_Brief_: List each line of the data that holds the string "HiveError", please.

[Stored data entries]
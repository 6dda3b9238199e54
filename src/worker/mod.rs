//! Worker 模型与生命周期注册表

pub mod accounts;
pub mod health;
pub mod registry;
pub mod types;

pub use accounts::{AccountBook, AccountStatus, EmailAccount};
pub use health::{derive_health, HealthStatus};
pub use registry::{RegistrySettings, Transition, WorkerRegistry};
pub use types::{
    ActivityEntry, ActivityKind, ConfigPatch, Consumption, MouseMovement, ProxyPolicy,
    ProxyPolicyPatch, ProxyStatus, Schedule, SchedulePatch, ScrollStyle, Worker, WorkerConfig,
    WorkerEvent, WorkerFilter, WorkerId, WorkerSpec, WorkerStatus, WorkerView, ALL_WEEKDAYS,
    DEFAULT_PROXY_PROVIDER, DEFAULT_PROXY_REGIONS,
};
//! Hive - 指令驱动的 Bot 集群编排器
//!
//! 模块划分：
//! - **config**: 应用配置加载（TOML + 环境变量）
//! - **core**: 错误与处置策略、会话监管、编排器与构建器
//! - **command**: 自然语言指令解析为 Task
//! - **fleet**: 集群规模计算与 Worker 并发注册
//! - **worker**: Worker 模型、健康度、邮箱账号与生命周期注册表
//! - **proxy**: 代理供应商、延迟探测与代理池
//! - **session**: 外部自动化后端与会话建立
//! - **observability**: 日志初始化

pub mod command;
pub mod config;
pub mod core;
pub mod fleet;
pub mod observability;
pub mod proxy;
pub mod session;
pub mod worker;

pub use crate::core::{CommandOutcome, HiveError, Orchestrator, OrchestratorBuilder};
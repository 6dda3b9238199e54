//! 代理池：加载、健康代理选择、成功率 EMA、黑名单、延迟探测
//!
//! 选择规则：在未拉黑且成功率 > 0.8 的代理中取延迟最低者，延迟相同取最久未用者（从未使用最优先），
//! 再相同按地址排序；选中后更新 last_used_at。黑名单独立于记录保存，重新加载后依旧生效。
//!
//! 锁：地址表读写锁只在加载 / 插入时取写锁；每条记录各自一把互斥锁，EMA 与黑名单更新按记录原子进行。
//! 加锁顺序固定为 地址表 → 黑名单集合 → 记录。

use std::collections::{HashMap, HashSet};
use std::sync::Arc;

use chrono::Utc;
use tokio::sync::{Mutex, RwLock};

use super::probe::LatencyProbe;
use super::provider::ProxyProvider;
use super::record::ProxyRecord;
use crate::core::ProxyError;

/// 自定义代理的初始延迟（毫秒）
const CUSTOM_PROXY_LATENCY_MS: u64 = 100;

type RecordMap = HashMap<String, Arc<Mutex<ProxyRecord>>>;

pub struct ProxyPool {
    records: RwLock<RecordMap>,
    banned: RwLock<HashSet<String>>,
    provider: RwLock<Arc<dyn ProxyProvider>>,
    probe: Arc<dyn LatencyProbe>,
}

impl ProxyPool {
    pub fn new(provider: Arc<dyn ProxyProvider>, probe: Arc<dyn LatencyProbe>) -> Self {
        Self {
            records: RwLock::new(HashMap::new()),
            banned: RwLock::new(HashSet::new()),
            provider: RwLock::new(provider),
            probe,
        }
    }

    pub async fn provider_name(&self) -> String {
        self.provider.read().await.name().to_string()
    }

    async fn fetch(&self) -> Result<Vec<ProxyRecord>, ProxyError> {
        let provider = self.provider.read().await.clone();
        match provider.fetch().await {
            Ok(records) => Ok(records),
            Err(e) => {
                tracing::warn!(provider = provider.name(), error = %e, "Proxy provider fetch failed, pool unchanged");
                Err(e)
            }
        }
    }

    async fn record(&self, address: &str) -> Option<Arc<Mutex<ProxyRecord>>> {
        self.records.read().await.get(address).cloned()
    }

    /// 从供应商拉取并合并：已有代理保留成功率、最近使用时间
    pub async fn load(&self) -> Result<usize, ProxyError> {
        let fetched = self.fetch().await?;
        let mut records = self.records.write().await;
        let banned = self.banned.read().await;
        for mut incoming in fetched {
            incoming.blacklisted = banned.contains(&incoming.address);
            match records.get(&incoming.address) {
                Some(existing) => {
                    let mut existing = existing.lock().await;
                    existing.region = incoming.region;
                    existing.latency_ms = incoming.latency_ms;
                    existing.blacklisted = incoming.blacklisted;
                }
                None => {
                    records.insert(incoming.address.clone(), Arc::new(Mutex::new(incoming)));
                }
            }
        }
        tracing::info!(total = records.len(), "Proxy pool loaded");
        Ok(records.len())
    }

    /// 从供应商拉取并整体替换；黑名单保留
    pub async fn reload(&self) -> Result<usize, ProxyError> {
        let fetched = self.fetch().await?;
        let mut records = self.records.write().await;
        let banned = self.banned.read().await;
        *records = fetched
            .into_iter()
            .map(|mut r| {
                r.blacklisted = banned.contains(&r.address);
                (r.address.clone(), Arc::new(Mutex::new(r)))
            })
            .collect();
        tracing::info!(total = records.len(), "Proxy pool reloaded");
        Ok(records.len())
    }

    /// 切换供应商并立即重新加载
    pub async fn set_provider(&self, provider: Arc<dyn ProxyProvider>) -> Result<usize, ProxyError> {
        tracing::info!(provider = provider.name(), "Switching proxy provider");
        *self.provider.write().await = provider;
        self.reload().await
    }

    /// 插入或覆盖单条记录
    pub async fn insert(&self, mut record: ProxyRecord) {
        let mut records = self.records.write().await;
        record.blacklisted = self.banned.read().await.contains(&record.address);
        records.insert(record.address.clone(), Arc::new(Mutex::new(record)));
    }

    /// 添加用户自定义代理，返回地址
    pub async fn add_custom_proxy(&self, host: &str, port: u16) -> String {
        let address = format!("{}:{}", host.trim(), port);
        self.insert(ProxyRecord::new(
            address.clone(),
            "custom",
            CUSTOM_PROXY_LATENCY_MS,
            1.0,
        ))
        .await;
        tracing::info!(address = %address, "Custom proxy added");
        address
    }

    /// 选出当前最优的健康代理并标记使用时间；无可用代理返回 None。
    /// 池为空时先尝试从供应商加载一次。
    pub async fn select_healthy(&self) -> Option<String> {
        if self.is_empty().await {
            tracing::debug!("Proxy pool empty, loading from provider");
            // 失败已在 fetch 中记录，池保持为空
            let _ = self.load().await;
        }

        let records = self.records.read().await;
        let mut candidates = Vec::new();
        for (address, record) in records.iter() {
            let record = record.lock().await;
            if record.is_eligible() {
                candidates.push((record.latency_ms, record.last_used_at, address.clone()));
            }
        }
        candidates.sort();

        // 排序后到加锁前记录可能被并发拉黑或降级，逐个复核
        for (_, _, address) in candidates {
            let Some(record) = records.get(&address) else {
                continue;
            };
            let mut record = record.lock().await;
            if record.is_eligible() {
                record.last_used_at = Some(Utc::now());
                return Some(address);
            }
        }
        None
    }

    /// 为某个 Worker 轮换代理
    pub async fn rotate(&self, worker_id: &str) -> Option<String> {
        match self.select_healthy().await {
            Some(address) => {
                tracing::info!(worker_id, address = %address, "Proxy rotated");
                Some(address)
            }
            None => {
                tracing::warn!(worker_id, "{}", ProxyError::Unavailable);
                None
            }
        }
    }

    /// 记录一次使用结果，返回新的成功率
    pub async fn update_success_rate(&self, address: &str, success: bool) -> Result<f64, ProxyError> {
        let record = self
            .record(address)
            .await
            .ok_or_else(|| ProxyError::UnknownProxy(address.to_string()))?;
        let rate = record.lock().await.record_outcome(success);
        Ok(rate)
    }

    /// 拉黑地址；地址不在池中时也会记住，之后加载时生效
    pub async fn blacklist(&self, address: &str) {
        self.banned.write().await.insert(address.to_string());
        if let Some(record) = self.record(address).await {
            record.lock().await.blacklisted = true;
        }
        tracing::info!(address, "Proxy blacklisted");
    }

    pub async fn unblacklist(&self, address: &str) -> bool {
        let removed = self.banned.write().await.remove(address);
        if let Some(record) = self.record(address).await {
            record.lock().await.blacklisted = false;
        }
        removed
    }

    pub async fn clear_blacklist(&self) {
        self.banned.write().await.clear();
        let records = self.records.read().await;
        for record in records.values() {
            record.lock().await.blacklisted = false;
        }
    }

    /// 经由代理探测延迟；成功只更新延迟，失败记一次失败样本
    pub async fn test_latency(&self, address: &str) -> Result<u64, ProxyError> {
        let record = self
            .record(address)
            .await
            .ok_or_else(|| ProxyError::UnknownProxy(address.to_string()))?;

        // 探测期间不持有锁
        let measured = self.probe.measure(address).await;

        let mut record = record.lock().await;
        match measured {
            Ok(latency_ms) => {
                record.latency_ms = latency_ms;
                Ok(latency_ms)
            }
            Err(e) => {
                record.record_outcome(false);
                tracing::debug!(address, error = %e, "Latency probe failed");
                Err(e)
            }
        }
    }

    pub async fn get(&self, address: &str) -> Option<ProxyRecord> {
        let record = self.record(address).await?;
        let snapshot = record.lock().await.clone();
        Some(snapshot)
    }

    pub async fn len(&self) -> usize {
        self.records.read().await.len()
    }

    pub async fn is_empty(&self) -> bool {
        self.len().await == 0
    }

    pub async fn healthy_count(&self) -> usize {
        let records = self.records.read().await;
        let mut count = 0;
        for record in records.values() {
            if record.lock().await.is_eligible() {
                count += 1;
            }
        }
        count
    }

    pub async fn blacklisted_count(&self) -> usize {
        self.banned.read().await.len()
    }

    /// 按地址排序的全量快照
    pub async fn snapshot(&self) -> Vec<ProxyRecord> {
        let records = self.records.read().await;
        let mut out = Vec::with_capacity(records.len());
        for record in records.values() {
            out.push(record.lock().await.clone());
        }
        out.sort_by(|a, b| a.address.cmp(&b.address));
        out
    }
}
//! Worker 工厂：把规划好的 WorkerSpec 并发注册进注册表
//!
//! 单个注册失败只跳过该 Worker；成功注册的 Worker 追加创建日志与目标日志，可选分配首个代理。

use std::sync::Arc;

use futures_util::future::join_all;

use crate::config::FleetSection;
use crate::core::{ErrorPolicy, HiveError};
use crate::worker::{ActivityKind, WorkerId, WorkerRegistry, WorkerSpec};

/// 一次集群创建的结果
#[derive(Debug, Clone, Default)]
pub struct Realization {
    pub worker_ids: Vec<WorkerId>,
    /// 被跳过的 Worker 及原因
    pub skipped: Vec<(String, String)>,
}

impl Realization {
    pub fn created(&self) -> usize {
        self.worker_ids.len()
    }
}

pub struct WorkerFactory {
    registry: Arc<WorkerRegistry>,
    policy: ErrorPolicy,
    assign_proxy_on_create: bool,
}

impl WorkerFactory {
    pub fn new(registry: Arc<WorkerRegistry>, fleet: &FleetSection) -> Self {
        Self {
            registry,
            policy: ErrorPolicy::new(),
            assign_proxy_on_create: fleet.assign_proxy_on_create,
        }
    }

    /// 并发注册全部 spec，等待全部完成后返回成功的 ID（按 spec 顺序）
    pub async fn realize(&self, specs: Vec<WorkerSpec>) -> Realization {
        let registrations = specs.into_iter().map(|spec| self.register_one(spec));
        let results = join_all(registrations).await;

        let mut realization = Realization::default();
        for (name, result) in results {
            match result {
                Ok(id) => realization.worker_ids.push(id),
                Err(e) => {
                    if self.policy.is_fatal(&e) {
                        tracing::error!(name = %name, error = %e, "Worker registration failed");
                    } else {
                        tracing::warn!(name = %name, error = %e, "Worker skipped");
                    }
                    realization.skipped.push((name, e.to_string()));
                }
            }
        }
        tracing::info!(
            created = realization.created(),
            skipped = realization.skipped.len(),
            "Fleet realized"
        );
        realization
    }

    async fn register_one(&self, spec: WorkerSpec) -> (String, Result<WorkerId, HiveError>) {
        let name = spec.name.clone();
        let target_entry = format!("target = {} {} on {}", spec.share, spec.action, spec.platform);

        let id = match self.registry.create(spec).await {
            Ok(id) => id,
            Err(e) => return (name, Err(e.into())),
        };

        self.registry
            .log_activity(&id, ActivityKind::Create, "Bot created")
            .await;
        self.registry
            .log_activity(&id, ActivityKind::Config, target_entry)
            .await;

        if self.assign_proxy_on_create {
            // 无可用代理时注册表只记日志，不影响创建结果
            if let Err(e) = self.registry.rotate_proxy_for(&id).await {
                tracing::warn!(worker_id = %id, error = %e, "Initial proxy assignment failed");
            }
        }

        (name, Ok(id))
    }
}
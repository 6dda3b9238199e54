//! 代理层：供应商、延迟探测与代理池

pub mod pool;
pub mod probe;
pub mod provider;
pub mod record;

pub use pool::ProxyPool;
pub use probe::{HttpLatencyProbe, LatencyProbe};
pub use provider::{
    create_provider_from_config, FileProvider, HttpProvider, ProxyProvider, StaticProvider,
};
pub use record::{ProxyRecord, MIN_SUCCESS_RATE};
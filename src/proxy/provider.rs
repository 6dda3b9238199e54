//! 代理供应商：静态列表 / TOML 文件 / HTTP 接口
//!
//! 供应商只负责拉取候选列表；合并、拉黑与选择由 ProxyPool 负责。

use std::path::PathBuf;
use std::sync::Arc;
use std::time::Duration;

use async_trait::async_trait;
use reqwest::Client;
use serde::Deserialize;

use super::record::ProxyRecord;
use crate::config::ProxySection;
use crate::core::ProxyError;

/// 未给出延迟时的默认值（毫秒）
const DEFAULT_LATENCY_MS: u64 = 100;

#[async_trait]
pub trait ProxyProvider: Send + Sync {
    fn name(&self) -> &str;

    async fn fetch(&self) -> Result<Vec<ProxyRecord>, ProxyError>;
}

/// 固定列表
#[derive(Debug, Clone)]
pub struct StaticProvider {
    name: String,
    records: Vec<ProxyRecord>,
}

impl StaticProvider {
    pub fn new(name: impl Into<String>, records: Vec<ProxyRecord>) -> Self {
        Self {
            name: name.into(),
            records,
        }
    }

    /// 由 host:port 列表构造，区域记为 static
    pub fn from_addresses(addresses: &[String]) -> Self {
        let records = addresses
            .iter()
            .map(|a| a.trim())
            .filter(|a| !a.is_empty())
            .map(|a| ProxyRecord::new(a, "static", DEFAULT_LATENCY_MS, 1.0))
            .collect();
        Self::new("static", records)
    }
}

impl Default for StaticProvider {
    fn default() -> Self {
        Self::new("static", Vec::new())
    }
}

#[async_trait]
impl ProxyProvider for StaticProvider {
    fn name(&self) -> &str {
        &self.name
    }

    async fn fetch(&self) -> Result<Vec<ProxyRecord>, ProxyError> {
        Ok(self.records.clone())
    }
}

#[derive(Debug, Deserialize)]
struct ProxyFile {
    #[serde(default)]
    proxies: Vec<ProxyFileEntry>,
}

#[derive(Debug, Deserialize)]
struct ProxyFileEntry {
    address: String,
    #[serde(default = "default_region")]
    region: String,
    #[serde(default = "default_latency_ms")]
    latency_ms: u64,
    #[serde(default = "default_file_success_rate")]
    success_rate: f64,
}

fn default_region() -> String {
    "unknown".to_string()
}

fn default_latency_ms() -> u64 {
    DEFAULT_LATENCY_MS
}

fn default_file_success_rate() -> f64 {
    1.0
}

/// 从 TOML 文件读取 `[[proxies]]` 列表，每次 fetch 重新读文件
#[derive(Debug, Clone)]
pub struct FileProvider {
    path: PathBuf,
}

impl FileProvider {
    pub fn new(path: impl Into<PathBuf>) -> Self {
        Self { path: path.into() }
    }

    fn error(&self, reason: impl ToString) -> ProxyError {
        ProxyError::Provider {
            provider: format!("file:{}", self.path.display()),
            reason: reason.to_string(),
        }
    }
}

#[async_trait]
impl ProxyProvider for FileProvider {
    fn name(&self) -> &str {
        "file"
    }

    async fn fetch(&self) -> Result<Vec<ProxyRecord>, ProxyError> {
        let raw = tokio::fs::read_to_string(&self.path)
            .await
            .map_err(|e| self.error(e))?;
        let file: ProxyFile = toml::from_str(&raw).map_err(|e| self.error(e))?;
        Ok(file
            .proxies
            .into_iter()
            .map(|p| ProxyRecord::new(p.address, p.region, p.latency_ms, p.success_rate))
            .collect())
    }
}

#[derive(Debug, Deserialize)]
struct ProxyListResponse {
    #[serde(default)]
    proxies: Vec<ProxyListEntry>,
}

#[derive(Debug, Deserialize)]
struct ProxyListEntry {
    ip: String,
    port: Option<u16>,
    country: Option<String>,
    city: Option<String>,
    response_time: Option<u64>,
    success_rate: Option<f64>,
}

impl ProxyListEntry {
    fn into_record(self) -> ProxyRecord {
        let address = match self.port {
            Some(port) => format!("{}:{}", self.ip, port),
            None => self.ip,
        };
        let region = match (self.country, self.city) {
            (Some(country), Some(city)) => format!("{}-{}", country, city),
            (Some(country), None) => country,
            (None, Some(city)) => city,
            (None, None) => default_region(),
        };
        ProxyRecord::new(
            address,
            region,
            self.response_time.unwrap_or(DEFAULT_LATENCY_MS),
            self.success_rate.unwrap_or(0.9),
        )
    }
}

/// 商业代理接口：GET endpoint，Bearer 认证，返回 `{"proxies":[...]}`
pub struct HttpProvider {
    client: Client,
    endpoint: String,
    api_key: Option<String>,
}

impl HttpProvider {
    pub fn new(endpoint: impl Into<String>, api_key: Option<String>, timeout_secs: u64) -> Self {
        let client = Client::builder()
            .timeout(Duration::from_secs(timeout_secs.max(1)))
            .build()
            .unwrap_or_default();
        Self {
            client,
            endpoint: endpoint.into(),
            api_key: api_key.filter(|k| !k.trim().is_empty()),
        }
    }

    /// API Key 从环境变量读取
    pub fn from_env(endpoint: impl Into<String>, api_key_env: &str, timeout_secs: u64) -> Self {
        Self::new(endpoint, std::env::var(api_key_env).ok(), timeout_secs)
    }

    fn error(&self, reason: impl ToString) -> ProxyError {
        ProxyError::Provider {
            provider: format!("http:{}", self.endpoint),
            reason: reason.to_string(),
        }
    }
}

#[async_trait]
impl ProxyProvider for HttpProvider {
    fn name(&self) -> &str {
        "http"
    }

    async fn fetch(&self) -> Result<Vec<ProxyRecord>, ProxyError> {
        let api_key = self
            .api_key
            .as_deref()
            .ok_or_else(|| self.error("missing API key"))?;

        let resp = self
            .client
            .get(&self.endpoint)
            .bearer_auth(api_key)
            .send()
            .await
            .map_err(|e| self.error(e))?;
        if !resp.status().is_success() {
            return Err(self.error(format!("HTTP {}", resp.status())));
        }
        let body: ProxyListResponse = resp.json().await.map_err(|e| self.error(e))?;
        Ok(body.proxies.into_iter().map(ProxyListEntry::into_record).collect())
    }
}

/// 按 [proxy] 配置创建供应商
pub fn create_provider_from_config(
    section: &ProxySection,
) -> Result<Arc<dyn ProxyProvider>, ProxyError> {
    match section.provider.to_lowercase().as_str() {
        "static" => Ok(Arc::new(StaticProvider::from_addresses(&section.addresses))),
        "file" => {
            let path = section.file.clone().ok_or_else(|| ProxyError::Provider {
                provider: "file".to_string(),
                reason: "proxy.file is not set".to_string(),
            })?;
            Ok(Arc::new(FileProvider::new(path)))
        }
        "http" => {
            let endpoint = section.endpoint.clone().ok_or_else(|| ProxyError::Provider {
                provider: "http".to_string(),
                reason: "proxy.endpoint is not set".to_string(),
            })?;
            Ok(Arc::new(HttpProvider::from_env(
                endpoint,
                &section.api_key_env,
                section.probe_timeout_secs,
            )))
        }
        other => Err(ProxyError::Provider {
            provider: other.to_string(),
            reason: "unknown provider kind".to_string(),
        }),
    }
}
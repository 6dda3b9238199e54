//! 应用配置：从 config/default.toml 与环境变量加载
//!
//! 加载顺序：先读 TOML 文件，再用环境变量 `HIVE__*` 覆盖（双下划线表示嵌套，如 `HIVE__PROXY__PROVIDER=http`）。

use std::path::PathBuf;

use serde::Deserialize;

/// 应用配置根（对应 config/default.toml 的顶层）
#[derive(Debug, Clone, Deserialize, Default)]
#[serde(default)]
pub struct AppConfig {
    #[serde(default)]
    pub app: AppSection,
    #[serde(default)]
    pub fleet: FleetSection,
    #[serde(default)]
    pub registry: RegistrySection,
    #[serde(default)]
    pub proxy: ProxySection,
    #[serde(default)]
    pub session: SessionSection,
}

/// [app] 段：应用名
#[derive(Debug, Clone, Deserialize, Default)]
pub struct AppSection {
    pub name: Option<String>,
}

/// [fleet] 段：集群创建后的行为
#[derive(Debug, Clone, Deserialize)]
pub struct FleetSection {
    /// 注册成功后是否立即启动 Worker（启动即后台建立会话）
    #[serde(default = "default_auto_start")]
    pub auto_start: bool,
    /// 注册成功后是否立即为 Worker 分配首个代理
    #[serde(default = "default_assign_proxy_on_create")]
    pub assign_proxy_on_create: bool,
}

fn default_auto_start() -> bool {
    true
}

fn default_assign_proxy_on_create() -> bool {
    true
}

impl Default for FleetSection {
    fn default() -> Self {
        Self {
            auto_start: default_auto_start(),
            assign_proxy_on_create: default_assign_proxy_on_create(),
        }
    }
}

/// [registry] 段：Worker 容量、并发运行上限、活动日志长度
#[derive(Debug, Clone, Deserialize)]
pub struct RegistrySection {
    /// 注册表可容纳的 Worker 总数，超出时创建失败（AllocationError）
    #[serde(default = "default_max_workers")]
    pub max_workers: usize,
    /// 同时处于 running 的 Worker 上限
    #[serde(default = "default_max_running")]
    pub max_running: usize,
    /// 每个 Worker 保留的活动日志条数
    #[serde(default = "default_activity_log_cap")]
    pub activity_log_cap: usize,
}

fn default_max_workers() -> usize {
    100
}

fn default_max_running() -> usize {
    10
}

fn default_activity_log_cap() -> usize {
    50
}

impl Default for RegistrySection {
    fn default() -> Self {
        Self {
            max_workers: default_max_workers(),
            max_running: default_max_running(),
            activity_log_cap: default_activity_log_cap(),
        }
    }
}

/// [proxy] 段：供应商选择、探测地址、启动时是否加载
#[derive(Debug, Clone, Deserialize)]
pub struct ProxySection {
    /// 供应商：static / file / http
    #[serde(default = "default_proxy_provider")]
    pub provider: String,
    /// static 供应商的地址列表（host:port）
    #[serde(default)]
    pub addresses: Vec<String>,
    /// file 供应商读取的 TOML 代理列表
    pub file: Option<PathBuf>,
    /// http 供应商的列表接口
    pub endpoint: Option<String>,
    /// 存放 http 供应商 API Key 的环境变量名
    #[serde(default = "default_api_key_env")]
    pub api_key_env: String,
    /// 延迟探测请求的目标地址
    #[serde(default = "default_probe_url")]
    pub probe_url: String,
    #[serde(default = "default_probe_timeout_secs")]
    pub probe_timeout_secs: u64,
    /// 构建编排器时是否立即从供应商加载代理
    #[serde(default = "default_load_on_start")]
    pub load_on_start: bool,
}

fn default_proxy_provider() -> String {
    "static".to_string()
}

fn default_api_key_env() -> String {
    "HIVE_PROXY_API_KEY".to_string()
}

fn default_probe_url() -> String {
    "https://api.ipify.org".to_string()
}

fn default_probe_timeout_secs() -> u64 {
    10
}

fn default_load_on_start() -> bool {
    true
}

impl Default for ProxySection {
    fn default() -> Self {
        Self {
            provider: default_proxy_provider(),
            addresses: Vec::new(),
            file: None,
            endpoint: None,
            api_key_env: default_api_key_env(),
            probe_url: default_probe_url(),
            probe_timeout_secs: default_probe_timeout_secs(),
            load_on_start: default_load_on_start(),
        }
    }
}

/// [session] 段：会话建立超时与并发
#[derive(Debug, Clone, Deserialize)]
pub struct SessionSection {
    /// 单个 Worker 会话建立（创建会话 + 导航）的超时（秒）
    #[serde(default = "default_setup_timeout_secs")]
    pub setup_timeout_secs: u64,
    /// 同时进行的会话建立数上限
    #[serde(default = "default_max_concurrent_setups")]
    pub max_concurrent_setups: usize,
}

fn default_setup_timeout_secs() -> u64 {
    30
}

fn default_max_concurrent_setups() -> usize {
    5
}

impl Default for SessionSection {
    fn default() -> Self {
        Self {
            setup_timeout_secs: default_setup_timeout_secs(),
            max_concurrent_setups: default_max_concurrent_setups(),
        }
    }
}

/// 从 config 目录加载配置，环境变量 HIVE__* 可覆盖
///
/// 1. 按顺序查找 config/default.toml、../config/default.toml、default.toml，找到则作为第一源
/// 2. 若传入 config_path 且文件存在，则追加该文件（可覆盖前面的键）
/// 3. 最后叠加环境变量 HIVE__*（双下划线表示嵌套键）
pub fn load_config(config_path: Option<PathBuf>) -> Result<AppConfig, config::ConfigError> {
    let mut builder = config::Config::builder();

    let default_names = ["config/default", "../config/default", "default"];
    for name in default_names {
        let path = format!("{}.toml", name);
        if std::path::Path::new(&path).exists() {
            builder = builder.add_source(config::File::with_name(name).required(false));
            break;
        }
    }

    if let Some(ref path) = config_path {
        if path.exists() {
            builder = builder.add_source(config::File::from(path.clone()).required(false));
        }
    }

    builder = builder.add_source(
        config::Environment::with_prefix("HIVE")
            .separator("__")
            .try_parsing(true),
    );

    let c = builder.build()?;
    c.try_deserialize()
}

_Output of the task_:
pub use crate::core::{CommandOutcome, HiveError, Orchestrator, OrchestratorBuilder};
use crate::core::{ErrorPolicy, HiveError};
    async fn register_one(&self, spec: WorkerSpec) -> (String, Result<WorkerId, HiveError>) {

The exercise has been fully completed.